PROBLEM DETAILS: Go through the data below and return each line where the string "content" appears.
:::
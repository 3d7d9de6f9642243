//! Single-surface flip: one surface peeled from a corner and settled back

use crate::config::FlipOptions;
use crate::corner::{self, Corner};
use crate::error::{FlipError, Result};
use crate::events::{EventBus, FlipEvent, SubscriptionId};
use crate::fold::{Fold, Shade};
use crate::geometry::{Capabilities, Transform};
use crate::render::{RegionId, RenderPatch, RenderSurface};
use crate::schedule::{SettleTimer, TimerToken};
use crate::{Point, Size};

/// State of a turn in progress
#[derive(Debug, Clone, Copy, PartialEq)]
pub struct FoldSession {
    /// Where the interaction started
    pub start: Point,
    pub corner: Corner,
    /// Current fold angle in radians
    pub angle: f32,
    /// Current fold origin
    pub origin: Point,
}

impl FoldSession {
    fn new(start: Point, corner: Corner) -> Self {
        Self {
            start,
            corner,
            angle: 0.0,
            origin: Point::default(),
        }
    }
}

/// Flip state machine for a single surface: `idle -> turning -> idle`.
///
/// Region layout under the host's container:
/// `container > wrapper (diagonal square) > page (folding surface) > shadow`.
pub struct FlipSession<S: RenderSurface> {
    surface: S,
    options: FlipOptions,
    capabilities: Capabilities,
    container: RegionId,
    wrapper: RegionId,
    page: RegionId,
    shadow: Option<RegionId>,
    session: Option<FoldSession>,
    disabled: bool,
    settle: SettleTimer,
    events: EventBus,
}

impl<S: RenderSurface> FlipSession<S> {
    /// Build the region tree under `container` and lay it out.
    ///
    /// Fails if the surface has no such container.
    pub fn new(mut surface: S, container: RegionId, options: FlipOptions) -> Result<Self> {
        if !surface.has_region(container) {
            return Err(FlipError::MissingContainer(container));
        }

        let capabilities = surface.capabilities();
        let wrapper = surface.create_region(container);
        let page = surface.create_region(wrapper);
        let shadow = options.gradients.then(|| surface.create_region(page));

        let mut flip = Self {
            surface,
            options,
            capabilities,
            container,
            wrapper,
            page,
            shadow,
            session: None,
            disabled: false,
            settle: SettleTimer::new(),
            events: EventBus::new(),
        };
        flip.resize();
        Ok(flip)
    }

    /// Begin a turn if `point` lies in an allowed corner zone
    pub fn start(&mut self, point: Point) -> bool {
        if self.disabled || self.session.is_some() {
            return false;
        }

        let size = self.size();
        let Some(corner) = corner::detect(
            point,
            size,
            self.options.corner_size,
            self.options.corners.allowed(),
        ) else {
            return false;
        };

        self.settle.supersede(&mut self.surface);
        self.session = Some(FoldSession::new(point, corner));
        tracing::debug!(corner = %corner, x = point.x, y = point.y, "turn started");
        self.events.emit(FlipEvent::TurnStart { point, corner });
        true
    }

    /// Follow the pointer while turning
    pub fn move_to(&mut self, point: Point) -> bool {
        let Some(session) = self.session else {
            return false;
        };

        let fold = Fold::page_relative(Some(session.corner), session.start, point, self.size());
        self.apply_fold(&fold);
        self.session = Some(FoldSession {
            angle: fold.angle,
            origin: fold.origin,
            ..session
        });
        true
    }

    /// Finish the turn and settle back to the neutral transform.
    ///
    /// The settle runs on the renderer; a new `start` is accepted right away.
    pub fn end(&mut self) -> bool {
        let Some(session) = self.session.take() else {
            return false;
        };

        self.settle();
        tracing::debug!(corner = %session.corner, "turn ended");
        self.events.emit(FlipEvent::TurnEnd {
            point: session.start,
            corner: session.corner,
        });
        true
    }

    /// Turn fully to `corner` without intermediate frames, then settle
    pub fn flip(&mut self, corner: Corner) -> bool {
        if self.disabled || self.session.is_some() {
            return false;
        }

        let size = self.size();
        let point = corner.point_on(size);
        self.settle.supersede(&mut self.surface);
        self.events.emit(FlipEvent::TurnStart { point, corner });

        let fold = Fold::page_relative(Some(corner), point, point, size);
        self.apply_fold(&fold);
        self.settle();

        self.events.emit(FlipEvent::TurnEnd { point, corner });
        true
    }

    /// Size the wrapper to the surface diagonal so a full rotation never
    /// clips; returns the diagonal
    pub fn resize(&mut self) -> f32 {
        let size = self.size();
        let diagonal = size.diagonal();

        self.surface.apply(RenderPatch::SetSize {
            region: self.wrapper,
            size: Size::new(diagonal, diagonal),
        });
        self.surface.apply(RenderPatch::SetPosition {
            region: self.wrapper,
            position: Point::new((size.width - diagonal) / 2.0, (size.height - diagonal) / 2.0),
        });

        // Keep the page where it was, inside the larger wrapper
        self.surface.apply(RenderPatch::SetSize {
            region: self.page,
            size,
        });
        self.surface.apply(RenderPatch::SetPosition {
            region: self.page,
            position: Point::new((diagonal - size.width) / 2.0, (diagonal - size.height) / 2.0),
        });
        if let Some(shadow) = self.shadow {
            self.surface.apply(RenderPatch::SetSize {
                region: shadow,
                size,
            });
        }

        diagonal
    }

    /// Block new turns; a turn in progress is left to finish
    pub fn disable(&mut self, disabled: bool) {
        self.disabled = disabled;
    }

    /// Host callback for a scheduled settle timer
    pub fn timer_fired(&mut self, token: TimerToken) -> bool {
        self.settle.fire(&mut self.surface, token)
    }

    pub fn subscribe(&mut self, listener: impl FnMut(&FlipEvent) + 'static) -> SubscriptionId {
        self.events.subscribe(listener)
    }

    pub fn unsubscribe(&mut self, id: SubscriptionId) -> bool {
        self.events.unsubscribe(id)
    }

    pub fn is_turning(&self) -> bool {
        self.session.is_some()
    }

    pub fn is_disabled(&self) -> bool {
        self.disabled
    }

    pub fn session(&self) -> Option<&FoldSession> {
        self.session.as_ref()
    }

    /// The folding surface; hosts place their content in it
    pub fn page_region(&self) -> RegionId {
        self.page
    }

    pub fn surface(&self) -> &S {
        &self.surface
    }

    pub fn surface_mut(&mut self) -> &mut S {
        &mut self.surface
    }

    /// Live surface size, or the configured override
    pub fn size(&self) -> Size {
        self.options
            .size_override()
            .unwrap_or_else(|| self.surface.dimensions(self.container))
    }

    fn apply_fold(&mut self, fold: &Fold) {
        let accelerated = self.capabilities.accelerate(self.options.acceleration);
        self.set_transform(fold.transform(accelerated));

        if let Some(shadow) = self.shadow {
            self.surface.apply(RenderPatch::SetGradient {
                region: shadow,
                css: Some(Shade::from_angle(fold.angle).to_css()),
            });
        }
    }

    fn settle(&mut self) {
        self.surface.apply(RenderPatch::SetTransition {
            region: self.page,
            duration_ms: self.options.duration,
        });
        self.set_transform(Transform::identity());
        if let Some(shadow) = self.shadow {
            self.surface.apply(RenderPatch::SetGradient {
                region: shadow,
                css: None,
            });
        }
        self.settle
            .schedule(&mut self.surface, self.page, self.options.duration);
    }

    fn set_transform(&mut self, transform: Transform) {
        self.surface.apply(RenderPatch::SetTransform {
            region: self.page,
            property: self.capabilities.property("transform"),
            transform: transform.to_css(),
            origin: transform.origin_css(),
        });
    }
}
:::
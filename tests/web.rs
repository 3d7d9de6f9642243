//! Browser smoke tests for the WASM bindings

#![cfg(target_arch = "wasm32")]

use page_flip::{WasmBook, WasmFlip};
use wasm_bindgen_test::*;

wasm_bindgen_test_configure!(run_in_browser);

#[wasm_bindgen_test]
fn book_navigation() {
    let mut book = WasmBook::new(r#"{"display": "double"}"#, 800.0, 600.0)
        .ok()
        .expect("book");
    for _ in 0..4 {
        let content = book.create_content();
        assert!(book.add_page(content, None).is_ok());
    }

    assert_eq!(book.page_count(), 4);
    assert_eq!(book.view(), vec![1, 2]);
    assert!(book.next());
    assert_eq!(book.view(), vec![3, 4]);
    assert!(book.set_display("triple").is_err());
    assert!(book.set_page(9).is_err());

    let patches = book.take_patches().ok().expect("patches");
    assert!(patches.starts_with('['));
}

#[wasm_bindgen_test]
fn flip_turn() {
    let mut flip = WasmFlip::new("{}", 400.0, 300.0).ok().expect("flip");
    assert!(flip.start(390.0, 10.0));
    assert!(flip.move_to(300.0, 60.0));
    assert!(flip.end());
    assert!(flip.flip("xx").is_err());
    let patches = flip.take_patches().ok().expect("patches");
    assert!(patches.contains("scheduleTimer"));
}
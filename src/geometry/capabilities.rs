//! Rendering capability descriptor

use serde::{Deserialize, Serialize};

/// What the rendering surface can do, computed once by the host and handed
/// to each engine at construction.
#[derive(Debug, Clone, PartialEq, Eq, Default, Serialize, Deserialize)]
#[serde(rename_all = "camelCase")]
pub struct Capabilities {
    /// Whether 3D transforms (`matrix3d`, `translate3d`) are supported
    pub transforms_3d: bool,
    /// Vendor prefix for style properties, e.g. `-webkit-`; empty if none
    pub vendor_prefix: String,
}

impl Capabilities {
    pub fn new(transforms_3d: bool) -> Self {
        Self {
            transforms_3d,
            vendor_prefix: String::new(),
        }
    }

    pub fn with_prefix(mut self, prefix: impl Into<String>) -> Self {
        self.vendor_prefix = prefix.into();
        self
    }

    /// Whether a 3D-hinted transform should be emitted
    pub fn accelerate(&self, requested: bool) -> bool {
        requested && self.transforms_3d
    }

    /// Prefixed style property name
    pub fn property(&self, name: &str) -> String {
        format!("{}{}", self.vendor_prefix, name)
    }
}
:::
TASK RESULT:
    /// The folding surface; hosts place their content in it
        let content = book.create_content();
        assert!(book.add_page(content, None).is_ok());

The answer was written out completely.